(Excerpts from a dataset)
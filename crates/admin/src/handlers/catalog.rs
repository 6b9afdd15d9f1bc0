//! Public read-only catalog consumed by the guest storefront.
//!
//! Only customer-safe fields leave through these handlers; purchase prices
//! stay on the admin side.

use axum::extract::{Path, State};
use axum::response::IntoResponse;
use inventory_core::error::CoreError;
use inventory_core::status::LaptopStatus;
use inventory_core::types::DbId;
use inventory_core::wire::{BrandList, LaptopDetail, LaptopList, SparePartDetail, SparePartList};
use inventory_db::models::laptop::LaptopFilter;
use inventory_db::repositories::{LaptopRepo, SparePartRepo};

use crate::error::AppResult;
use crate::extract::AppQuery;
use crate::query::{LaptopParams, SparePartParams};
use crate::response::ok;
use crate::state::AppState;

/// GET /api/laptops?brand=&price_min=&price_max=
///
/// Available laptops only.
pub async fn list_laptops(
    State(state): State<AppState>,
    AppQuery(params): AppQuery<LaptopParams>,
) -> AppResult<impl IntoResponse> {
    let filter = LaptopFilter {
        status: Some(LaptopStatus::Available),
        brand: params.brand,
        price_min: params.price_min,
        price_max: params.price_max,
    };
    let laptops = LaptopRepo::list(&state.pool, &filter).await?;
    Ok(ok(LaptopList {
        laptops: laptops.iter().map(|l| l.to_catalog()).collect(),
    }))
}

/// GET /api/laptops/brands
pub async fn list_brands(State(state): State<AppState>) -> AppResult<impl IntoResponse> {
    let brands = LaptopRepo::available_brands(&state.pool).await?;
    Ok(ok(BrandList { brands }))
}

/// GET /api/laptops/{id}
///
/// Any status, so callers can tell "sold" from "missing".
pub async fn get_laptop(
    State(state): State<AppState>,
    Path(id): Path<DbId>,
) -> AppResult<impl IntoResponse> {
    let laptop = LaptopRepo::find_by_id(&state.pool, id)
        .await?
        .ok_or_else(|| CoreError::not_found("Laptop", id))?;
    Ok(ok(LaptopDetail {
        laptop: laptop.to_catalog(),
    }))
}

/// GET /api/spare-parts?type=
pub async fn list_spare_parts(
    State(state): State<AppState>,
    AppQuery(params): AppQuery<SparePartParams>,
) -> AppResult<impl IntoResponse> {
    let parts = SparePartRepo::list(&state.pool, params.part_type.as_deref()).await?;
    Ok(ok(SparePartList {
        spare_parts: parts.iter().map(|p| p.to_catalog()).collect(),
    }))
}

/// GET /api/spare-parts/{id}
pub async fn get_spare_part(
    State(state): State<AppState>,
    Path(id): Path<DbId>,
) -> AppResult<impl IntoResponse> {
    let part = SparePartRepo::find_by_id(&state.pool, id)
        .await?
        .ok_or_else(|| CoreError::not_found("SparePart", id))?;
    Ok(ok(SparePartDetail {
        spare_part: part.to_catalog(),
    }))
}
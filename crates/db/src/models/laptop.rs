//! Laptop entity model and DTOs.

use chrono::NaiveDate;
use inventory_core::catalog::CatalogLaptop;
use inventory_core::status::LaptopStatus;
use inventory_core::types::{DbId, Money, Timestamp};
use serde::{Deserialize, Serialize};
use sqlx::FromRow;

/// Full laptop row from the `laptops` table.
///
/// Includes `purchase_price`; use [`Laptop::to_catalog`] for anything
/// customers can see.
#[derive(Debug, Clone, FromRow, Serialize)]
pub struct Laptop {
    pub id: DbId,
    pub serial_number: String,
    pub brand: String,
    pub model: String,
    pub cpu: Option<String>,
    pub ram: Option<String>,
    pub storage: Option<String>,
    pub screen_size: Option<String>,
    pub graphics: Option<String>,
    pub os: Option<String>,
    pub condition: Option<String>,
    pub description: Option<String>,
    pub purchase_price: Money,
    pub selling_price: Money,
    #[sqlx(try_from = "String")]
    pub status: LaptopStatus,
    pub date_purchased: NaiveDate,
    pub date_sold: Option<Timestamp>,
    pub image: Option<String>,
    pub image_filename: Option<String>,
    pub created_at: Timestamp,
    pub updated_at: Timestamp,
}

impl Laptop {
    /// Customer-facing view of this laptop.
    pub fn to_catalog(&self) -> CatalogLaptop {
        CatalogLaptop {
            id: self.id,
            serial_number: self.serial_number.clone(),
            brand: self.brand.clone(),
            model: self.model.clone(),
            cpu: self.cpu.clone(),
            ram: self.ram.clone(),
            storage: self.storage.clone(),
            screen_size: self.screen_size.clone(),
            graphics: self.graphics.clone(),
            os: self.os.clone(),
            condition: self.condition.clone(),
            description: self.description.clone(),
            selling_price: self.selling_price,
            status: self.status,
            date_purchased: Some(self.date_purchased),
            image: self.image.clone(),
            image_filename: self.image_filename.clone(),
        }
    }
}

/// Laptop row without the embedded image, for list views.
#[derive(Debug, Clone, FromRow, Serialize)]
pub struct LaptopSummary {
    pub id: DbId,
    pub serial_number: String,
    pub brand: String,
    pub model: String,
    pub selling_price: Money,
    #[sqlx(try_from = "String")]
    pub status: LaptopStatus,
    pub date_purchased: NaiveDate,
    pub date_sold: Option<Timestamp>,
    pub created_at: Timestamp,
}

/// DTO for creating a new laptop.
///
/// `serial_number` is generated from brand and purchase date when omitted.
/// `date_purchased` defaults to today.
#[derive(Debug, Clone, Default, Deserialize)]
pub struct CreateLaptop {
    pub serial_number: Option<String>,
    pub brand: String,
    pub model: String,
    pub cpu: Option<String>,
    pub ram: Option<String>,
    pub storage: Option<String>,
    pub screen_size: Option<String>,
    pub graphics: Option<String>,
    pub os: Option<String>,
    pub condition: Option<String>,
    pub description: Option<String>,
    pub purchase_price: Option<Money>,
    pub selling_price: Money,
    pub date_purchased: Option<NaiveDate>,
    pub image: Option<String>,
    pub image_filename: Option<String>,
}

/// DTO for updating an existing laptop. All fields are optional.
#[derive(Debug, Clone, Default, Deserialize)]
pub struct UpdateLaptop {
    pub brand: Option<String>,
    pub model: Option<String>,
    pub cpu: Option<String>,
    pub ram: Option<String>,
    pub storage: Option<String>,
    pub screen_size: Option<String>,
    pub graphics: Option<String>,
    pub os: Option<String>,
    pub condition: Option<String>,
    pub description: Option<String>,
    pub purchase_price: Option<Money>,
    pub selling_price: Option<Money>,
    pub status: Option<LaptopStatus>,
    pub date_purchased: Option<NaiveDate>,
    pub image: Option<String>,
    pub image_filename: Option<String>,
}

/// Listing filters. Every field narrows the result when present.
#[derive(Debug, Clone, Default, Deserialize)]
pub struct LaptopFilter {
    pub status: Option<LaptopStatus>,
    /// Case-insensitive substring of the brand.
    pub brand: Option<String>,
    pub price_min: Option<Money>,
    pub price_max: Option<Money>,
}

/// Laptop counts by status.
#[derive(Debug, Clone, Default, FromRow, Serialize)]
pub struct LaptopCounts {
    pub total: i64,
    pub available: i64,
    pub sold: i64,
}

EXERCISE:
The records above must be reproduced word for word.

RESPONSE BOX:
filename crates/admin/src/handlers/catalog.rs
repository 6b9afdd15d9f1bc0
//! Public read-only catalog consumed by the guest storefront.
//!
//! Only customer-safe fields leave through these handlers; purchase prices
//! stay on the admin side.

use axum::extract::{Path, State};
use axum::response::IntoResponse;
use inventory_core::error::CoreError;
use inventory_core::status::LaptopStatus;
use inventory_core::types::DbId;
use inventory_core::wire::{BrandList, LaptopDetail, LaptopList, SparePartDetail, SparePartList};
use inventory_db::models::laptop::LaptopFilter;
use inventory_db::repositories::{LaptopRepo, SparePartRepo};

use crate::error::AppResult;
use crate::extract::AppQuery;
use crate::query::{LaptopParams, SparePartParams};
use crate::response::ok;
use crate::state::AppState;

/// GET /api/laptops?brand=&price_min=&price_max=
///
/// Available laptops only.
pub async fn list_laptops(
    State(state): State<AppState>,
    AppQuery(params): AppQuery<LaptopParams>,
) -> AppResult<impl IntoResponse> {
    let filter = LaptopFilter {
        status: Some(LaptopStatus::Available),
        brand: params.brand,
        price_min: params.price_min,
        price_max: params.price_max,
    };
    let laptops = LaptopRepo::list(&state.pool, &filter).await?;
    Ok(ok(LaptopList {
        laptops: laptops.iter().map(|l| l.to_catalog()).collect(),
    }))
}

/// GET /api/laptops/brands
pub async fn list_brands(State(state): State<AppState>) -> AppResult<impl IntoResponse> {
    let brands = LaptopRepo::available_brands(&state.pool).await?;
    Ok(ok(BrandList { brands }))
}

/// GET /api/laptops/{id}
///
/// Any status, so callers can tell "sold" from "missing".
pub async fn get_laptop(
    State(state): State<AppState>,
    Path(id): Path<DbId>,
) -> AppResult<impl IntoResponse> {
    let laptop = LaptopRepo::find_by_id(&state.pool, id)
        .await?
        .ok_or_else(|| CoreError::not_found("Laptop", id))?;
    Ok(ok(LaptopDetail {
        laptop: laptop.to_catalog(),
    }))
}

/// GET /api/spare-parts?type=
pub async fn list_spare_parts(
    State(state): State<AppState>,
    AppQuery(params): AppQuery<SparePartParams>,
) -> AppResult<impl IntoResponse> {
    let parts = SparePartRepo::list(&state.pool, params.part_type.as_deref()).await?;
    Ok(ok(SparePartList {
        spare_parts: parts.iter().map(|p| p.to_catalog()).collect(),
    }))
}

/// GET /api/spare-parts/{id}
pub async fn get_spare_part(
    State(state): State<AppState>,
    Path(id): Path<DbId>,
) -> AppResult<impl IntoResponse> {
    let part = SparePartRepo::find_by_id(&state.pool, id)
        .await?
        .ok_or_else(|| CoreError::not_found("SparePart", id))?;
    Ok(ok(SparePartDetail {
        spare_part: part.to_catalog(),
    }))
}
filename crates/db/src/models/laptop.rs
//! Laptop entity model and DTOs.

use chrono::NaiveDate;
use inventory_core::catalog::CatalogLaptop;
use inventory_core::status::LaptopStatus;
use inventory_core::types::{DbId, Money, Timestamp};
use serde::{Deserialize, Serialize};
use sqlx::FromRow;

/// Full laptop row from the `laptops` table.
///
/// Includes `purchase_price`; use [`Laptop::to_catalog`] for anything
/// customers can see.
#[derive(Debug, Clone, FromRow, Serialize)]
pub struct Laptop {
    pub id: DbId,
    pub serial_number: String,
    pub brand: String,
    pub model: String,
    pub cpu: Option<String>,
    pub ram: Option<String>,
    pub storage: Option<String>,
    pub screen_size: Option<String>,
    pub graphics: Option<String>,
    pub os: Option<String>,
    pub condition: Option<String>,
    pub description: Option<String>,
    pub purchase_price: Money,
    pub selling_price: Money,
    #[sqlx(try_from = "String")]
    pub status: LaptopStatus,
    pub date_purchased: NaiveDate,
    pub date_sold: Option<Timestamp>,
    pub image: Option<String>,
    pub image_filename: Option<String>,
    pub created_at: Timestamp,
    pub updated_at: Timestamp,
}

impl Laptop {
    /// Customer-facing view of this laptop.
    pub fn to_catalog(&self) -> CatalogLaptop {
        CatalogLaptop {
            id: self.id,
            serial_number: self.serial_number.clone(),
            brand: self.brand.clone(),
            model: self.model.clone(),
            cpu: self.cpu.clone(),
            ram: self.ram.clone(),
            storage: self.storage.clone(),
            screen_size: self.screen_size.clone(),
            graphics: self.graphics.clone(),
            os: self.os.clone(),
            condition: self.condition.clone(),
            description: self.description.clone(),
            selling_price: self.selling_price,
            status: self.status,
            date_purchased: Some(self.date_purchased),
            image: self.image.clone(),
            image_filename: self.image_filename.clone(),
        }
    }
}

/// Laptop row without the embedded image, for list views.
#[derive(Debug, Clone, FromRow, Serialize)]
pub struct LaptopSummary {
    pub id: DbId,
    pub serial_number: String,
    pub brand: String,
    pub model: String,
    pub selling_price: Money,
    #[sqlx(try_from = "String")]
    pub status: LaptopStatus,
    pub date_purchased: NaiveDate,
    pub date_sold: Option<Timestamp>,
    pub created_at: Timestamp,
}

/// DTO for creating a new laptop.
///
/// `serial_number` is generated from brand and purchase date when omitted.
/// `date_purchased` defaults to today.
#[derive(Debug, Clone, Default, Deserialize)]
pub struct CreateLaptop {
    pub serial_number: Option<String>,
    pub brand: String,
    pub model: String,
    pub cpu: Option<String>,
    pub ram: Option<String>,
    pub storage: Option<String>,
    pub screen_size: Option<String>,
    pub graphics: Option<String>,
    pub os: Option<String>,
    pub condition: Option<String>,
    pub description: Option<String>,
    pub purchase_price: Option<Money>,
    pub selling_price: Money,
    pub date_purchased: Option<NaiveDate>,
    pub image: Option<String>,
    pub image_filename: Option<String>,
}

/// DTO for updating an existing laptop. All fields are optional.
#[derive(Debug, Clone, Default, Deserialize)]
pub struct UpdateLaptop {
    pub brand: Option<String>,
    pub model: Option<String>,
    pub cpu: Option<String>,
    pub ram: Option<String>,
    pub storage: Option<String>,
    pub screen_size: Option<String>,
    pub graphics: Option<String>,
    pub os: Option<String>,
    pub condition: Option<String>,
    pub description: Option<String>,
    pub purchase_price: Option<Money>,
    pub selling_price: Option<Money>,
    pub status: Option<LaptopStatus>,
    pub date_purchased: Option<NaiveDate>,
    pub image: Option<String>,
    pub image_filename: Option<String>,
}

/// Listing filters. Every field narrows the result when present.
#[derive(Debug, Clone, Default, Deserialize)]
pub struct LaptopFilter {
    pub status: Option<LaptopStatus>,
    /// Case-insensitive substring of the brand.
    pub brand: Option<String>,
    pub price_min: Option<Money>,
    pub price_max: Option<Money>,
}

/// Laptop counts by status.
#[derive(Debug, Clone, Default, FromRow, Serialize)]
pub struct LaptopCounts {
    pub total: i64,
    pub available: i64,
    pub sold: i64,
}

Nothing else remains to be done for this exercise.